SU57
Author
Discussion

bergclimber34

Original Poster:

2,490 posts

15 months

Tuesday 18th November 2025
quotequote all
Just watched a fascinating display of a 57 in Dubai recently, and the thing is pulling all kinds of shapes.

One question, during all the insane moves it pulls the burners are ALWAYS on, I notice this with a few planes, especially Russian stuff, is this a prerequisite for doing these crazy flat spin type and Cobra moves? I presume it is to enable recovery?

16v_paddy

366 posts

214 months

Wednesday 19th November 2025
quotequote all
I think the burners were on for those moves because the engines aren't powerful enough to do them without.
They are supposed to be getting better engines with more power but AFAIK they're not ready yet

aeropilot

39,394 posts

249 months

Wednesday 19th November 2025
quotequote all
bergclimber34 said:
Just watched a fascinating display of a 57 in Dubai recently, and the thing is pulling all kinds of shapes.
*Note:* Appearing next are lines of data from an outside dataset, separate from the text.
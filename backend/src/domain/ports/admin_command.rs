//! Driving port for moderation. Every call requires the `admin` role.

use async_trait::async_trait;

use crate::domain::{Error, ListingKind, ListingTarget, UserId, UserProfile};

use super::ListingView;

/// Admin-only use-cases.
#[cfg_attr(test, mockall::automock)]
#[async_trait]
pub trait AdminCommand: Send + Sync {
    /// Every listing of `kind`, newest first.
    async fn list_listings(
        &self,
        admin: &UserId,
        kind: ListingKind,
    ) -> Result<Vec<ListingView>, Error>;

    /// Every profile, newest first.
    async fn list_profiles(&self, admin: &UserId) -> Result<Vec<UserProfile>, Error>;

    /// Delete any listing.
    async fn delete_listing(&self, admin: &UserId, target: ListingTarget) -> Result<(), Error>;

    /// Swap a user between `user` and `admin`.
    async fn toggle_role(&self, admin: &UserId, user: &UserId) -> Result<UserProfile, Error>;

    /// Delete a profile row.
    async fn delete_profile(&self, admin: &UserId, user: &UserId) -> Result<(), Error>;
}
One question, during all the insane moves it pulls the burners are ALWAYS on, I notice this with a few planes, especially Russian stuff, is this a prerequisite for doing these crazy flat spin type and Cobra moves? I presume it is to enable recovery?
Needs the thrust to keep it in the air at such slow airspeeds, its the only thing keeping it from falling out the sky.


bergclimber34

Original Poster:

2,490 posts

15 months

Wednesday 19th November 2025
quotequote all
So then, in reality to do this stuff in combat would be unlikely unless it carried huge amounts of fuel!!

Skii

1,854 posts

213 months

Wednesday 19th November 2025
quotequote all
bergclimber34 said:
So then, in reality to do this stuff in combat would be unlikely unless it carried huge amounts of fuel!!
Yes, and pointless.

It's all for show, the reality is these kind of maneuvers are only fit for making crowds go "ooh" and "aah"
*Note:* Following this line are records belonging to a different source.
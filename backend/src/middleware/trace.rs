//! Tracing middleware attaching a request-scoped trace identifier.
//!
//! Each request runs inside [`TraceId::scope`] with a fresh UUID, so log
//! events and domain errors raised by handlers share the identifier. The
//! response echoes it in the `trace-id` header.

use std::task::{Context, Poll};

use actix_web::Error;
use actix_web::dev::{Service, ServiceRequest, ServiceResponse, Transform};
use actix_web::http::header::{HeaderName, HeaderValue};
use futures_util::future::{LocalBoxFuture, Ready, ready};
use tracing::{Instrument, error, info_span};

use crate::domain::{TRACE_ID_HEADER, TraceId};

/// Tracing middleware attaching a request-scoped UUID and adding a
/// `trace-id` header to every response.
///
/// # Examples
/// ```
/// use actix_web::App;
/// use jobboard::Trace;
///
/// let app = App::new().wrap(Trace);
/// ```
#[derive(Clone)]
pub struct Trace;

impl<S, B> Transform<S, ServiceRequest> for Trace
where
    S: Service<ServiceRequest, Response = ServiceResponse<B>, Error = Error> + 'static,
    S::Future: 'static,
    B: 'static,
{
    type Response = ServiceResponse<B>;
    type Error = Error;
    type InitError = ();
    type Transform = TraceMiddleware<S>;
    type Future = Ready<Result<Self::Transform, Self::InitError>>;

    fn new_transform(&self, service: S) -> Self::Future {
        ready(Ok(TraceMiddleware { service }))
    }
}

/// Service wrapper produced by [`Trace`].
pub struct TraceMiddleware<S> {
    service: S,
}

impl<S, B> Service<ServiceRequest> for TraceMiddleware<S>
where
    S: Service<ServiceRequest, Response = ServiceResponse<B>, Error = Error> + 'static,
    S::Future: 'static,
    B: 'static,
{
    type Response = ServiceResponse<B>;
    type Error = Error;
    type Future = LocalBoxFuture<'static, Result<Self::Response, Self::Error>>;

    fn poll_ready(&self, cx: &mut Context<'_>) -> Poll<Result<(), Self::Error>> {
        self.service.poll_ready(cx)
    }

    fn call(&self, req: ServiceRequest) -> Self::Future {
        let trace_id = TraceId::generate();
        let span = info_span!(
            "request",
            trace_id = %trace_id,
            method = %req.method(),
            path = %req.path()
        );
        let header_value = trace_id.to_string();
        let fut = self.service.call(req);
        Box::pin(TraceId::scope(
            trace_id,
            async move {
                let mut res = fut.await?;
                match HeaderValue::from_str(&header_value) {
                    Ok(value) => {
                        res.response_mut()
                            .headers_mut()
                            .insert(HeaderName::from_static(TRACE_ID_HEADER), value);
                    }
                    Err(error) => {
                        error!(%error, "failed to encode trace identifier header");
                    }
                }
                Ok(res)
            }
            .instrument(span),
        ))
    }
}
//! Example data seeding orchestration.
//!
//! Converts deterministic example postings from the registry into validated
//! domain postings, then delegates persistence to the seeding repository port.

use std::sync::Arc;

use example_data::{
    ExamplePostingSeed, GenerationError, RegistryError, SeedRegistry, Vocabulary,
    generate_example_postings,
};
use mockable::Clock;
use thiserror::Error;
use uuid::Uuid;

use crate::domain::ports::{
    ExampleDataSeedRepository, ExampleDataSeedRepositoryError, ExampleDataSeedRequest,
    SeedingResult,
};
use crate::domain::{ListingValidationError, Posting, PostingDraft, UserId};

/// Owner recorded on every seeded posting.
pub const EXAMPLE_OWNER_ID: Uuid = Uuid::from_u128(0x6a0b_5e3d_0c1f_4b7e_9d2a_1f00_e5a7_7001);

/// Result of attempting to apply example data.
#[derive(Debug, Clone, PartialEq, Eq)]
pub struct ExampleDataSeedOutcome {
    /// Seed key used to record the run.
    pub seed_key: String,
    /// Number of postings generated and persisted.
    pub posting_count: usize,
    /// Persistence outcome for the seed run.
    pub result: SeedingResult,
}

/// Errors raised while preparing or applying example data.
#[derive(Debug, Error)]
pub enum ExampleDataSeedingError {
    /// Seed registry lookups failed.
    #[error("seed registry error: {0}")]
    Registry(#[from] RegistryError),
    /// Posting generation failed.
    #[error("example data generation failed: {0}")]
    Generation(#[from] GenerationError),
    /// A generated posting failed backend validation.
    #[error("generated posting failed validation: {0}")]
    PostingInvalid(#[from] ListingValidationError),
    /// Seed value cannot be represented in the database.
    #[error("seed value {seed} exceeds maximum representable value")]
    SeedOverflow { seed: u64 },
    /// Posting count cannot be represented in the database.
    #[error("posting count {count} exceeds maximum representable value")]
    PostingCountOverflow { count: usize },
    /// Persistence adapter failed while seeding.
    #[error("example data persistence error: {0}")]
    Persistence(#[from] ExampleDataSeedRepositoryError),
}

/// Service that orchestrates example data seeding.
#[derive(Clone)]
pub struct ExampleDataSeeder<R> {
    repository: Arc<R>,
    clock: Arc<dyn Clock>,
}

impl<R> ExampleDataSeeder<R> {
    /// Create a new seeder with the given persistence adapter.
    pub fn new(repository: Arc<R>, clock: Arc<dyn Clock>) -> Self {
        Self { repository, clock }
    }
}

impl<R> ExampleDataSeeder<R>
where
    R: ExampleDataSeedRepository,
{
    /// Apply example data for a named seed within the registry.
    ///
    /// Seeded postings open at the current clock time with the default
    /// listing period.
    ///
    /// # Errors
    ///
    /// Returns [`ExampleDataSeedingError`] if registry lookup, generation,
    /// validation, or persistence fails.
    pub async fn seed_from_registry(
        &self,
        registry: &SeedRegistry,
        seed_name: &str,
        posting_count_override: Option<usize>,
    ) -> Result<ExampleDataSeedOutcome, ExampleDataSeedingError> {
        let seed_def = registry.find_seed(seed_name)?;
        let seed_key = seed_def.name().to_owned();
        let seed_value = seed_def.seed();
        let posting_count = posting_count_override.unwrap_or(seed_def.posting_count());
        let posting_count_i32 = i32::try_from(posting_count).map_err(|_| {
            ExampleDataSeedingError::PostingCountOverflow {
                count: posting_count,
            }
        })?;
        let seed_value_i64 = i64::try_from(seed_value)
            .map_err(|_| ExampleDataSeedingError::SeedOverflow { seed: seed_value })?;

        let seed_def = seed_def.with_posting_count(posting_count);
        let generated = generate_example_postings(&Vocabulary::default(), &seed_def)?;
        let owner = UserId::from_uuid(EXAMPLE_OWNER_ID);
        let now = self.clock.utc();
        let postings = generated
            .into_iter()
            .map(|seed| Posting::publish(seed.id, owner.clone(), draft_from_seed(seed), now))
            .collect::<Result<Vec<_>, _>>()?;

        let request = ExampleDataSeedRequest {
            seed_key: seed_key.clone(),
            posting_count: posting_count_i32,
            seed: seed_value_i64,
            postings,
        };
        let result = self.repository.seed_example_data(request).await?;

        Ok(ExampleDataSeedOutcome {
            seed_key,
            posting_count,
            result,
        })
    }
}

fn draft_from_seed(seed: ExamplePostingSeed) -> PostingDraft {
    PostingDraft {
        title: seed.title,
        location: seed.location,
        category: seed.style,
        experience: Some(seed.experience),
        compensation: Some(seed.compensation),
        description: Some(seed.description),
    }
}

#[cfg(test)]
mod tests {
    //! Unit tests for example data seeding orchestration.

    use super::*;
    use crate::domain::ListingStatus;
    use crate::domain::ports::MockExampleDataSeedRepository;
    use crate::test_support::MutableClock;
    use chrono::{TimeZone, Utc};
    use rstest::rstest;

    const REGISTRY_JSON: &str = r#"{
        "version": 1,
        "seeds": [{"name": "sunrise-flow", "seed": 42, "postingCount": 2}]
    }"#;

    fn registry() -> SeedRegistry {
        SeedRegistry::from_json(REGISTRY_JSON).expect("registry should parse")
    }

    fn seeder(repo: MockExampleDataSeedRepository) -> ExampleDataSeeder<MockExampleDataSeedRepository> {
        let now = Utc
            .with_ymd_and_hms(2026, 3, 1, 9, 0, 0)
            .single()
            .expect("valid timestamp");
        ExampleDataSeeder::new(Arc::new(repo), Arc::new(MutableClock::new(now)))
    }

    #[rstest]
    #[tokio::test]
    async fn seed_applies_for_new_seed() {
        let mut repo = MockExampleDataSeedRepository::new();
        repo.expect_seed_example_data()
            .withf(|request| {
                request.seed_key == "sunrise-flow"
                    && request.posting_count == 2
                    && request.seed == 42
                    && request.postings.len() == 2
                    && request.postings.iter().all(|posting| {
                        posting.owner.as_uuid() == &EXAMPLE_OWNER_ID
                            && posting.lifecycle.status() == ListingStatus::Active
                    })
            })
            .times(1)
            .return_once(|_| Ok(SeedingResult::Applied));

        let outcome = seeder(repo)
            .seed_from_registry(&registry(), "sunrise-flow", None)
            .await
            .expect("seed succeeds");

        assert_eq!(outcome.result, SeedingResult::Applied);
        assert_eq!(outcome.posting_count, 2);
        assert_eq!(outcome.seed_key, "sunrise-flow");
    }

    #[rstest]
    #[tokio::test]
    async fn seed_skips_when_already_seeded() {
        let mut repo = MockExampleDataSeedRepository::new();
        repo.expect_seed_example_data()
            .times(1)
            .return_once(|_| Ok(SeedingResult::AlreadySeeded));

        let outcome = seeder(repo)
            .seed_from_registry(&registry(), "sunrise-flow", None)
            .await
            .expect("seed succeeds");

        assert_eq!(outcome.result, SeedingResult::AlreadySeeded);
    }

    #[rstest]
    #[tokio::test]
    async fn count_override_changes_batch_size() {
        let mut repo = MockExampleDataSeedRepository::new();
        repo.expect_seed_example_data()
            .withf(|request| request.postings.len() == 5 && request.posting_count == 5)
            .times(1)
            .return_once(|_| Ok(SeedingResult::Applied));

        let outcome = seeder(repo)
            .seed_from_registry(&registry(), "sunrise-flow", Some(5))
            .await
            .expect("seed succeeds");

        assert_eq!(outcome.posting_count, 5);
    }

    #[rstest]
    #[tokio::test]
    async fn seed_rejects_unknown_seed() {
        let error = seeder(MockExampleDataSeedRepository::new())
            .seed_from_registry(&registry(), "missing-seed", None)
            .await
            .expect_err("missing seed should error");

        assert!(matches!(error, ExampleDataSeedingError::Registry(_)));
    }

    #[rstest]
    #[tokio::test]
    async fn posting_count_overflow_is_rejected() {
        let mut repo = MockExampleDataSeedRepository::new();
        repo.expect_seed_example_data().times(0);

        let overflow_count = (i32::MAX as usize) + 1;
        let error = seeder(repo)
            .seed_from_registry(&registry(), "sunrise-flow", Some(overflow_count))
            .await
            .expect_err("overflow should be rejected");

        assert!(matches!(
            error,
            ExampleDataSeedingError::PostingCountOverflow { count } if count == overflow_count
        ));
    }

    #[rstest]
    fn blank_seed_title_is_rejected() {
        let seed = ExamplePostingSeed {
            id: Uuid::new_v4(),
            title: "   ".to_owned(),
            location: "Seoul Gangnam-gu".to_owned(),
            style: "Hatha".to_owned(),
            experience: "Any".to_owned(),
            compensation: "Negotiable".to_owned(),
            description: "Friendly studio.".to_owned(),
        };

        let result = Posting::publish(seed.id, UserId::random(), draft_from_seed(seed), Utc::now());
        assert!(matches!(
            result,
            Err(ListingValidationError::MissingField { field: "title" })
        ));
    }
}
Modern radar and missile technology means beyond visual range kills with little or no warning and fancy thrust vectoring is not going to make any difference.

JerseyS2000

411 posts

240 months

Wednesday 19th November 2025
quotequote all
That's not what the recent true life documentary "Top Gun: Maverick" showed! 😉

IanH755

2,604 posts

142 months

Thursday 20th November 2025
quotequote all
bergclimber34 said:
So then, in reality to do this stuff in combat would be unlikely unless it carried huge amounts of fuel!!
Just to address this part, the Su-57 is huge. Its way bigger than an F-35 and slightly bigger than the F-22, which means it has a lot of internal volume for storage of a lot of fuel.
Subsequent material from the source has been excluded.